Input:
use shared::{
    domain::{GroupKind, ListKind, DEFAULT_STATE, META_DATA_STATE},
    error::SpriteResult,
};
use sprite_tree::SpriteTree;

/// Answers collected by the new-sprite wizard. Blank strings count as absent.
#[derive(Debug, Clone, Default, PartialEq, Eq)]
pub struct WizardInput {
    pub name: String,
    pub version: Option<String>,
    pub author: Option<String>,
    pub description: Option<String>,
    pub url: Option<String>,
    pub actions: Vec<String>,
    pub flags: Vec<String>,
    pub states: Vec<String>,
}

fn present(value: &Option<String>) -> Option<&str> {
    value.as_deref().map(str::trim).filter(|v| !v.is_empty())
}

/// File node named after the sprite, the two required states, and whatever
/// metadata and extra states the wizard collected.
pub fn build_wizard_tree(input: &WizardInput) -> SpriteResult<SpriteTree> {
    let mut tree = SpriteTree::new(input.name.trim());
    let meta = tree.add_state(META_DATA_STATE)?;
    tree.add_state(DEFAULT_STATE)?;

    if let Some(version) = present(&input.version) {
        let parameter = tree.add_parameter(meta, "version")?;
        tree.set_value(parameter, version)?;
    }

    let credit = [
        ("author", present(&input.author)),
        ("description", present(&input.description)),
        ("url", present(&input.url)),
    ];
    if credit.iter().any(|(_, value)| value.is_some()) {
        let credits = tree.add_group(meta, GroupKind::Credits)?;
        let element = tree.add_group_element(credits)?;
        for (field, value) in credit {
            let (Some(value), Some(parameter)) = (value, tree.find_child(element, field)) else {
                continue;
            };
            tree.set_value(parameter, value)?;
        }
    }

    for (kind, items) in [
        (ListKind::Flags, &input.flags),
        (ListKind::Actions, &input.actions),
    ] {
        let items: Vec<&str> = items
            .iter()
            .map(|item| item.trim())
            .filter(|item| !item.is_empty())
            .collect();
        if items.is_empty() {
            continue;
        }
        let parameter = tree.add_parameter(meta, kind.name())?;
        for item in items {
            tree.push_list_value(parameter, item)?;
        }
    }

    for state in &input.states {
        let state = state.trim();
        if state.is_empty() || tree.find_child(tree.root(), state).is_some() {
            continue;
        }
        tree.add_state(state)?;
    }

    Ok(tree)
}

#[cfg(test)]
mod tests {
    use super::*;

    fn child_labels(tree: &SpriteTree, path: &[&str]) -> Vec<String> {
        let id = tree.resolve_path(path).expect("path exists");
        tree.children(id)
            .iter()
            .map(|child| tree.label(*child).unwrap_or_default().to_string())
            .collect()
    }

    #[test]
    fn minimal_wizard_produces_required_states_only() {
        let tree = build_wizard_tree(&WizardInput {
            name: "walker.spr".into(),
            ..Default::default()
        })
        .expect("tree");

        assert_eq!(tree.file_name(), "walker.spr");
        assert_eq!(child_labels(&tree, &[]), [META_DATA_STATE, DEFAULT_STATE]);
        assert!(child_labels(&tree, &[META_DATA_STATE]).is_empty());
    }

    #[test]
    fn full_wizard_fills_metadata_and_extra_states() {
        let tree = build_wizard_tree(&WizardInput {
            name: "walker.spr".into(),
            version: Some("1.0".into()),
            author: Some("avian".into()),
            description: Some("  ".into()),
            url: None,
            actions: vec!["walk".into(), "".into(), "jump".into()],
            flags: vec!["solid".into()],
            states: vec![
                "SPRITE_STATE_WALK_LEFT".into(),
                "SPRITE_STATE_DEFAULT".into(),
            ],
        })
        .expect("tree");

        assert_eq!(
            child_labels(&tree, &[]),
            [META_DATA_STATE, DEFAULT_STATE, "SPRITE_STATE_WALK_LEFT"]
        );
        assert_eq!(
            child_labels(&tree, &[META_DATA_STATE]),
            ["version", "credits", "flags", "actions"]
        );
        assert_eq!(
            child_labels(&tree, &[META_DATA_STATE, "credits", "[1]", "author"]),
            ["avian"]
        );
        let description = child_labels(&tree, &[META_DATA_STATE, "credits", "[1]", "description"]);
        assert!(description.is_empty());
        assert_eq!(
            child_labels(&tree, &[META_DATA_STATE, "actions"]),
            ["walk", "jump"]
        );
    }
}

Task statement: Transcribe the material above in its entirety, precisely as written.

Result for this exercise:
use shared::{
    domain::{GroupKind, ListKind, DEFAULT_STATE, META_DATA_STATE},
    error::SpriteResult,
};
use sprite_tree::SpriteTree;

/// Answers collected by the new-sprite wizard. Blank strings count as absent.
#[derive(Debug, Clone, Default, PartialEq, Eq)]
pub struct WizardInput {
    pub name: String,
    pub version: Option<String>,
    pub author: Option<String>,
    pub description: Option<String>,
    pub url: Option<String>,
    pub actions: Vec<String>,
    pub flags: Vec<String>,
    pub states: Vec<String>,
}

fn present(value: &Option<String>) -> Option<&str> {
    value.as_deref().map(str::trim).filter(|v| !v.is_empty())
}

/// File node named after the sprite, the two required states, and whatever
/// metadata and extra states the wizard collected.
pub fn build_wizard_tree(input: &WizardInput) -> SpriteResult<SpriteTree> {
    let mut tree = SpriteTree::new(input.name.trim());
    let meta = tree.add_state(META_DATA_STATE)?;
    tree.add_state(DEFAULT_STATE)?;

    if let Some(version) = present(&input.version) {
        let parameter = tree.add_parameter(meta, "version")?;
        tree.set_value(parameter, version)?;
    }

    let credit = [
        ("author", present(&input.author)),
        ("description", present(&input.description)),
        ("url", present(&input.url)),
    ];
    if credit.iter().any(|(_, value)| value.is_some()) {
        let credits = tree.add_group(meta, GroupKind::Credits)?;
        let element = tree.add_group_element(credits)?;
        for (field, value) in credit {
            let (Some(value), Some(parameter)) = (value, tree.find_child(element, field)) else {
                continue;
            };
            tree.set_value(parameter, value)?;
        }
    }

    for (kind, items) in [
        (ListKind::Flags, &input.flags),
        (ListKind::Actions, &input.actions),
    ] {
        let items: Vec<&str> = items
            .iter()
            .map(|item| item.trim())
            .filter(|item| !item.is_empty())
            .collect();
        if items.is_empty() {
            continue;
        }
        let parameter = tree.add_parameter(meta, kind.name())?;
        for item in items {
            tree.push_list_value(parameter, item)?;
        }
    }

    for state in &input.states {
        let state = state.trim();
        if state.is_empty() || tree.find_child(tree.root(), state).is_some() {
            continue;
        }
        tree.add_state(state)?;
    }

    Ok(tree)
}

#[cfg(test)]
mod tests {
    use super::*;

    fn child_labels(tree: &SpriteTree, path: &[&str]) -> Vec<String> {
        let id = tree.resolve_path(path).expect("path exists");
        tree.children(id)
            .iter()
            .map(|child| tree.label(*child).unwrap_or_default().to_string())
            .collect()
    }

    #[test]
    fn minimal_wizard_produces_required_states_only() {
        let tree = build_wizard_tree(&WizardInput {
            name: "walker.spr".into(),
            ..Default::default()
        })
        .expect("tree");

        assert_eq!(tree.file_name(), "walker.spr");
        assert_eq!(child_labels(&tree, &[]), [META_DATA_STATE, DEFAULT_STATE]);
        assert!(child_labels(&tree, &[META_DATA_STATE]).is_empty());
    }

    #[test]
    fn full_wizard_fills_metadata_and_extra_states() {
        let tree = build_wizard_tree(&WizardInput {
            name: "walker.spr".into(),
            version: Some("1.0".into()),
            author: Some("avian".into()),
            description: Some("  ".into()),
            url: None,
            actions: vec!["walk".into(), "".into(), "jump".into()],
            flags: vec!["solid".into()],
            states: vec![
                "SPRITE_STATE_WALK_LEFT".into(),
                "SPRITE_STATE_DEFAULT".into(),
            ],
        })
        .expect("tree");

        assert_eq!(
            child_labels(&tree, &[]),
            [META_DATA_STATE, DEFAULT_STATE, "SPRITE_STATE_WALK_LEFT"]
        );
        assert_eq!(
            child_labels(&tree, &[META_DATA_STATE]),
            ["version", "credits", "flags", "actions"]
        );
        assert_eq!(
            child_labels(&tree, &[META_DATA_STATE, "credits", "[1]", "author"]),
            ["avian"]
        );
        let description = child_labels(&tree, &[META_DATA_STATE, "credits", "[1]", "description"]);
        assert!(description.is_empty());
        assert_eq!(
            child_labels(&tree, &[META_DATA_STATE, "actions"]),
            ["walk", "jump"]
        );
    }
}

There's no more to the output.